(Dataset entries)
//! 생명주기 절차 — 테이블로 표현할 수 없는 다단계 시나리오
//!
//! 발급 후 결과물 삭제에 따른 재발급, 개인키 재사용, 실행 중 spec 갱신을
//! 검증합니다. 테이블 시나리오와 같은 gate, 같은 등록 경로를 거칩니다.

use certconform_core::capability::{Capability, CapabilitySet};
use certconform_core::client::{ResourceClient, ResourceClientExt};
use certconform_core::types::{RotationPolicy, TLS_CERT_KEY, TLS_KEY_KEY};
use serde::Serialize;
use tracing::info;

use crate::case::CaseRunner;
use crate::catalog::with_dns_name;
use crate::error::{ConformanceError, ValidationError, ValidationFailures};
use crate::retry::retry_on_conflict;

/// 수작업 생명주기 절차
#[derive(Debug, Clone, Copy, PartialEq, Eq, Serialize)]
#[serde(rename_all = "kebab-case")]
pub enum LifecycleProcedure {
    /// 발급 → secret의 `tls.crt` 삭제 → 재발급 대기 → 검증
    ReissueAfterArtifactCleared,
    /// 위와 같되 rotation policy `Never`: 재발급 후에도 개인키가 같아야 함
    ReissueReusesPrivateKey,
    /// 발급 → DNS 이름 추가 (충돌 재시도) → 새 세대에서 Ready → 검증
    UpdateAddsDnsName,
}

impl LifecycleProcedure {
    pub const ALL: [LifecycleProcedure; 3] = [
        Self::ReissueAfterArtifactCleared,
        Self::ReissueReusesPrivateKey,
        Self::UpdateAddsDnsName,
    ];

    pub fn name(&self) -> &'static str {
        match self {
            Self::ReissueAfterArtifactCleared => "reissue-after-artifact-cleared",
            Self::ReissueReusesPrivateKey => "reissue-reuses-private-key",
            Self::UpdateAddsDnsName => "update-adds-dns-name",
        }
    }

    pub fn description(&self) -> &'static str {
        match self {
            Self::ReissueAfterArtifactCleared => "reissue after the issued certificate is cleared",
            Self::ReissueReusesPrivateKey => "reissue keeps the private key with rotation Never",
            Self::UpdateAddsDnsName => "live update adding a DNS name",
        }
    }

    pub fn required(&self) -> CapabilitySet {
        match self {
            Self::ReissueReusesPrivateKey => CapabilitySet::new([Capability::ReusePrivateKey]),
            Self::ReissueAfterArtifactCleared | Self::UpdateAddsDnsName => CapabilitySet::empty(),
        }
    }

    pub(crate) async fn run<C: ResourceClient>(
        &self,
        runner: &CaseRunner<C>,
    ) -> Result<(), ConformanceError> {
        match self {
            Self::ReissueAfterArtifactCleared => reissue(runner, RotationPolicy::Always).await,
            Self::ReissueReusesPrivateKey => reissue(runner, RotationPolicy::Never).await,
            Self::UpdateAddsDnsName => update_adds_dns_name(runner).await,
        }
    }
}

async fn reissue<C: ResourceClient>(
    runner: &CaseRunner<C>,
    rotation: RotationPolicy,
) -> Result<(), ConformanceError> {
    let timeout = runner.standard_timeout();
    let client = runner.client();

    let mut certificate = runner.build(&[with_dns_name]);
    certificate.spec.private_key.rotation_policy = rotation;
    let issued = runner.issue(certificate, timeout).await?;
    let original = runner.validate(&issued, &[]).await?;

    let namespace = issued.metadata.namespace.clone();
    let secret_name = issued.spec.secret_name.clone();
    let secret_target = format!("Secret {namespace}/{secret_name}");
    info!(secret = %secret_target, "clearing issued certificate");
    retry_on_conflict(
        runner.budget(),
        &secret_target,
        runner.cancel(),
        || client.get_secret(&namespace, &secret_name),
        |mut secret| {
            secret.data.insert(TLS_CERT_KEY.to_owned(), Vec::new());
            secret
        },
        |secret| client.update_secret(secret),
    )
    .await?;

    runner.fetch_secret(&issued).await?;
    let settled = runner
        .await_settled(&issued, issued.metadata.generation, timeout)
        .await?;
    let reissued = runner.validate(&settled, &[]).await?;

    let key_changed = original.payload(TLS_KEY_KEY) != reissued.payload(TLS_KEY_KEY);
    if rotation == RotationPolicy::Never && key_changed {
        return Err(ConformanceError::Validation(ValidationFailures(vec![
            ValidationError::new(
                "private-key-reused",
                "tls.key unchanged after reissue",
                "a different private key",
            ),
        ])));
    }
    Ok(())
}

async fn update_adds_dns_name<C: ResourceClient>(
    runner: &CaseRunner<C>,
) -> Result<(), ConformanceError> {
    let timeout = runner.standard_timeout();
    let client = runner.client();

    let issued = runner.issue(runner.build(&[with_dns_name]), timeout).await?;
    runner.validate(&issued, &[]).await?;

    let namespace = issued.metadata.namespace.clone();
    let name = issued.metadata.name.clone();
    let target = issued.key().to_string();
    let extra_name = format!("extra.{}", runner.context().host());
    info!(certificate = %target, dns_name = %extra_name, "adding DNS name");
    let updated = retry_on_conflict(
        runner.budget(),
        &target,
        runner.cancel(),
        || client.get_certificate(&namespace, &name),
        |mut certificate| {
            if !certificate.spec.dns_names.contains(&extra_name) {
                certificate.spec.dns_names.push(extra_name.clone());
            }
            certificate
        },
        |certificate| client.update_certificate(certificate),
    )
    .await?;

    let settled = runner
        .await_settled(&updated, updated.metadata.generation, timeout)
        .await?;
    runner.validate(&settled, &[]).await?;
    Ok(())
}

= Exercise prompt =
Report how many lines in the records above contain the word "LifecycleProcedure", giving only the number.

= Solution =
3